Gopee-Scoon said, “Our current trade policy, closely aligned with our Roadmap to Recovery, aims to increase economic growth by diversifying the country’s trade in goods and services and transforming itself into an economy based on l innovation and added value in both the goods and services sectors. She said local small and medium-sized enterprises (SMEs) could benefit from these efforts.

“These small businesses contribute significantly to our local economy and are key priorities for the expansion and growth of our national private sector development.

The importance of these businesses to the economy as major contributors to job creation and poverty reduction cannot be overstated, she said.

Citing India as one of TT’s long-standing international partners, Gopee-Scoon said TT has strengthened its ties with India through the signing of the Bilateral Investment Treaty (BIT) and a treaty of double taxation, signed in 2007 and for an initial period of ten years.
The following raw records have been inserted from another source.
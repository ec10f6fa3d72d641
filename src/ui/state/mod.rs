// SPDX-License-Identifier: MPL-2.0
//! UI state management modules
//!
//! Interaction state kept apart from the widgets that render it, so the
//! arithmetic can be tested without a renderer.

pub mod drag;
pub mod mini_window;
pub mod snap;

pub use drag::DragState;
pub use mini_window::MiniWindow;
pub use snap::SnapAnimation;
Gopee-Scoon said TT and India have expressed interest in concluding a new BIT.

“Cabinet approval has been obtained and negotiations are expected to begin within the next few months.”
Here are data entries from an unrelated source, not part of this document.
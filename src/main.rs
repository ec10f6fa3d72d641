// SPDX-License-Identifier: MPL-2.0
use iced_clips::app::{self, paths, playlist, Flags};
use std::ffi::OsString;
use std::path::PathBuf;
use std::process::ExitCode;
use tracing_subscriber::{layer::SubscriberExt, util::SubscriberInitExt};

/// Environment variable holding the log filter, checked before `RUST_LOG`.
const LOG_ENV: &str = "ICED_CLIPS_LOG";

const USAGE: &str = "\
Usage: iced_clips [OPTIONS] [PLAYLIST.toml | FILE...]

Options:
  --lang <LOCALE>      UI language (e.g. en-US, fr)
  --config-dir <DIR>   Directory holding settings.toml and playlist.toml
  -h, --help           Print this help
";

fn init_tracing() {
    let filter = tracing_subscriber::EnvFilter::try_from_env(LOG_ENV)
        .or_else(|_| tracing_subscriber::EnvFilter::try_from_default_env())
        .unwrap_or_else(|_| "iced_clips=info,wgpu=warn".into());

    tracing_subscriber::registry()
        .with(filter)
        .with(tracing_subscriber::fmt::layer())
        .init();
}

fn main() -> ExitCode {
    init_tracing();

    let mut args = pico_args::Arguments::from_env();
    if args.contains(["-h", "--help"]) {
        print!("{USAGE}");
        return ExitCode::SUCCESS;
    }

    let lang: Option<String> = match args.opt_value_from_str("--lang") {
        Ok(lang) => lang,
        Err(error) => return usage_error(&error),
    };
    let config_dir: Option<String> = match args.opt_value_from_str("--config-dir") {
        Ok(dir) => dir,
        Err(error) => return usage_error(&error),
    };
    let inputs: Vec<PathBuf> = args
        .finish()
        .into_iter()
        .map(|arg: OsString| PathBuf::from(arg))
        .collect();

    paths::init_cli_override(config_dir);

    let videos = match playlist::from_inputs(&inputs) {
        Ok(videos) => videos,
        Err(error) => {
            tracing::error!(%error, "could not load playlist");
            eprintln!("iced_clips: {error}");
            return ExitCode::FAILURE;
        }
    };

    tracing::info!(version = env!("CARGO_PKG_VERSION"), "starting iced_clips");
    match app::run(Flags { lang, videos }) {
        Ok(()) => ExitCode::SUCCESS,
        Err(error) => {
            tracing::error!(%error, "application exited with an error");
            ExitCode::FAILURE
        }
    }
}

fn usage_error(error: &pico_args::Error) -> ExitCode {
    eprintln!("iced_clips: {error}\n\n{USAGE}");
    ExitCode::from(2)
}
The renewed BIT, continued Gopee-Scoon, “will be a useful instrument to assure investors of the government’s commitment to promote a stable, transparent and predictable national legislative environment.”

She said the double taxation agreement allows for the removal of tax barriers to facilitate cross-border trade and investment.

Although there are six Indian companies operating in TT in various sectors of the economy such as retail and food and beverage, Gopee-Scoon was convinced that more Indian companies could be encouraged to invest in TT. . Between 2020 and 2021, she said TT enjoyed a trade surplus with India, with exports valued at around US $ 189 million and imports valued at imports from India valued at US $ 75 million. U.S. dollars. Gopee-Scoon has identified Information and Communication Technology (ICT), textiles and clothing as potential areas for TT-India collaboration.

Indian High Commissioner to the TT Arun Kumar Sahu said: “The pandemic has posed great challenges for all economies large and small.

“Today we have no choice but to find ways to resume international trade and commerce in innovative ways.”

With lives and livelihoods at the center of global management during the pandemic, Sahu said covid19 continues to teach all nations how interconnected they are and that no one is safe as everyone is. in the world is not safe.

Although India’s bilateral trade with the Caribbean does not appear to be large, Sahu said the actual volume is actually larger because “many Indian products are imported from neighboring countries such as the United States, Canada, Panama and other places “.

As one of the fastest growing economies in the world, Sahu said, India has a lot to offer the Caribbean. He added that ICT and pharmaceuticals were two areas where India and the Caribbean could deepen their ties. Sahu said India’s expertise in the first case is well known.

In the latter, he said: “Every third drug that we take in any part of the world is likely to have been produced in India.

“The pandemic has re-established India as the world’s pharmacy. It is the largest producer of generics.”

In agriculture, Sahu said India is in the process of signing a memorandum of understanding with TT for cooperation in this sector and exploring a proposal from Suriname for Indian companies to explore agricultural opportunities there. . Cuba seeks cooperation with India in the areas of sugar and food processing.

He said India can also partner with Caribbean countries in renewable energy (especially wind and solar power) and medical tourism.